*** Opening INFORMATION GIVEN ***

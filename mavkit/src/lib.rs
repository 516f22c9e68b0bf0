//! # MavKit
//!
//! A [MAVLink](https://mavlink.io/en/) toolkit written in Rust. MavKit compiles MAVLink XML message
//! definitions into a validated dialect model and takes care of the wire protocol: payload
//! serialization, v1/v2 framing, checksums, message signing, and resilient parsing of byte
//! streams.
//!
//! * [`schema`] loads dialects with their includes and computes `CRC_EXTRA` values.
//! * [`codegen`] renders dialects into Rust or Python source code.
//! * [`protocol`] encodes and decodes frames, either for generated messages or dynamically via
//!   [`DialectTable`](protocol::DialectTable).
//! * [`io`] adapts protocol to [`std::io`] and (with `async` feature) Tokio streams, and handles
//!   telemetry logs.
//! * [`mission`] reads and writes waypoint files.
//!
//! # Usage
//!
//! ```rust
//! use mavkit::prelude::*;
//!
//! let resolver = MemoryResolver::new().with(
//!     "minimal.xml",
//!     r#"<mavlink>
//!         <messages>
//!           <message id="0" name="HEARTBEAT">
//!             <field type="uint8_t" name="type">Vehicle type</field>
//!             <field type="uint8_t" name="autopilot">Autopilot type</field>
//!             <field type="uint8_t" name="base_mode">System mode bitmap</field>
//!             <field type="uint32_t" name="custom_mode">Autopilot-specific flags</field>
//!             <field type="uint8_t" name="system_status">System status flag</field>
//!             <field type="uint8_t_mavlink_version" name="mavlink_version">MAVLink version</field>
//!           </message>
//!         </messages>
//!       </mavlink>"#,
//! );
//! let dialect = DialectLoader::new(resolver).load("minimal").unwrap();
//! assert_eq!(dialect.message_by_name("HEARTBEAT").unwrap().crc_extra(), 50);
//!
//! let table = DialectTable::new(&dialect);
//! let mut encoder = Encoder::new(MavLinkVersion::V2, 1, 1);
//! let heartbeat = MessageValue::new(0)
//!     .with("type", 6u8)
//!     .with("autopilot", 8u8)
//!     .with("base_mode", 0u8)
//!     .with("custom_mode", 0u32)
//!     .with("system_status", 4u8)
//!     .with("mavlink_version", 3u8);
//!
//! let frame = encoder.encode_value(&heartbeat, &table).unwrap();
//! assert_eq!(table.decode_frame(&frame).unwrap(), heartbeat);
//! ```

#![warn(missing_docs)]
#![deny(rustdoc::broken_intra_doc_links)]
//! # Feature flags
#![doc = document_features::document_features!()]

pub mod codegen;
pub mod consts;
pub mod errors;
pub mod io;
pub mod mission;
pub mod prelude;
pub mod protocol;
pub mod schema;

#[cfg(test)]
pub(crate) mod test_utils;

*** Closing INFORMATION GIVEN ***

--- TASK DIRECTIONS ---
With the line containing "#![deny(rustdoc::broken_intra_doc_links)]" as the first and the final line of the entries above as the last, write out that span exactly and nothing more.

--- PROBLEM SOLUTION ---
#![deny(rustdoc::broken_intra_doc_links)]
//! # Feature flags
#![doc = document_features::document_features!()]

pub mod codegen;
pub mod consts;
pub mod errors;
pub mod io;
pub mod mission;
pub mod prelude;
pub mod protocol;
pub mod schema;

#[cfg(test)]
pub(crate) mod test_utils;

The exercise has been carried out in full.